The Nikkei business daily said Peugeot Citroen will spend up to 300 billion yen ($3.4 billion) to acquire the stake in Mitsubishi. Investors took heart from the report, lifting shares in Mitsubishi by 17.6 percent to 140 yen in the morning session.
Mitsubishi declined to confirm the report, which gave no sources. But the Japanese company issued a statement saying: "There are no facts to be announced."
The paper said Peugeot Citroen _ Europe's second biggest car company _ and Mitsubishi are in the final stages of capital tie-up talks. The deal could effectively put Mitsubishi under Peugeot Citroen's control, creating the world's sixth-largest automobile alliance.
The French carmaker may seek more than a 50 percent stake in Mitsubishi, hoping to tap into Mitsubishi's expertise in electric vehicles and other environmental technology, the paper said.
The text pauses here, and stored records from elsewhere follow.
//! URL handling module for seo-sieve
//!
//! This module provides website input normalization, origin derivation for
//! well-known path probing, and the keys used to detect already-visited
//! sitemaps.

mod normalize;

use url::Url;

pub use normalize::{normalize_website_url, sitemap_key};

/// Returns the origin (scheme + host + non-default port) of a URL
///
/// # Examples
///
/// ```
/// use seo_sieve::url::{normalize_website_url, origin_of};
///
/// let url = normalize_website_url("example.com/blog/post").unwrap();
/// assert_eq!(origin_of(&url), "https://example.com");
/// ```
pub fn origin_of(url: &Url) -> String {
    url.origin().ascii_serialization()
}

/// Appends an absolute path to an origin
pub fn join_origin(origin: &str, path: &str) -> String {
    format!("{}{}", origin.trim_end_matches('/'), path)
}

/// Resolves a possibly relative reference against an origin
///
/// Absolute references are returned untouched so their casing and path are
/// preserved exactly.
pub fn resolve_reference(origin: &str, reference: &str) -> Option<String> {
    if Url::parse(reference).is_ok() {
        return Some(reference.to_string());
    }

    Url::parse(origin)
        .and_then(|base| base.join(reference))
        .ok()
        .map(|url| url.to_string())
}
//! Output module for crawl results
//!
//! This module handles:
//! - The in-memory run report
//! - CSV export of matched pages
//! - Console rendering of progress and summaries

pub mod console;
mod export;
mod report;

pub use console::{
    describe_event, format_report, no_match_message, print_report, render_match_row,
};
pub use export::{to_csv_string, write_csv, write_csv_file, CSV_HEADER};
pub use report::{CrawlReport, StatusCounts};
A spokeswoman in Tokyo for Peugeot Citroen Japan declined to comment on the report.
The two companies already have collaborated, agreeing to launch an electric car in Europe by the end of 2010. It will be based on Mitsubishi's i-MiEV, which was launched on the Japanese market in June.
Mitsubishi will make 2,000 units of the i-MiEV in the current fiscal year to March 2010. The company said Thursday it aims to boost i-MiEV production to 15,000 units by March 2012.
Mitsubishi and Peugeot Citroen have also agreed to set up an auto factory in Russia to make mid-sized sport utility vehicles. Production at the Russian joint venture will begin in early 2012.
Mitsubishi had formed a capital tie-up with DaimlerChrysler AG, which held a 37.3 percent stake in the Japanese automaker. But DaimlerChrysler sold the entire stake in Mitsubishi in 2005, ending the tie-up.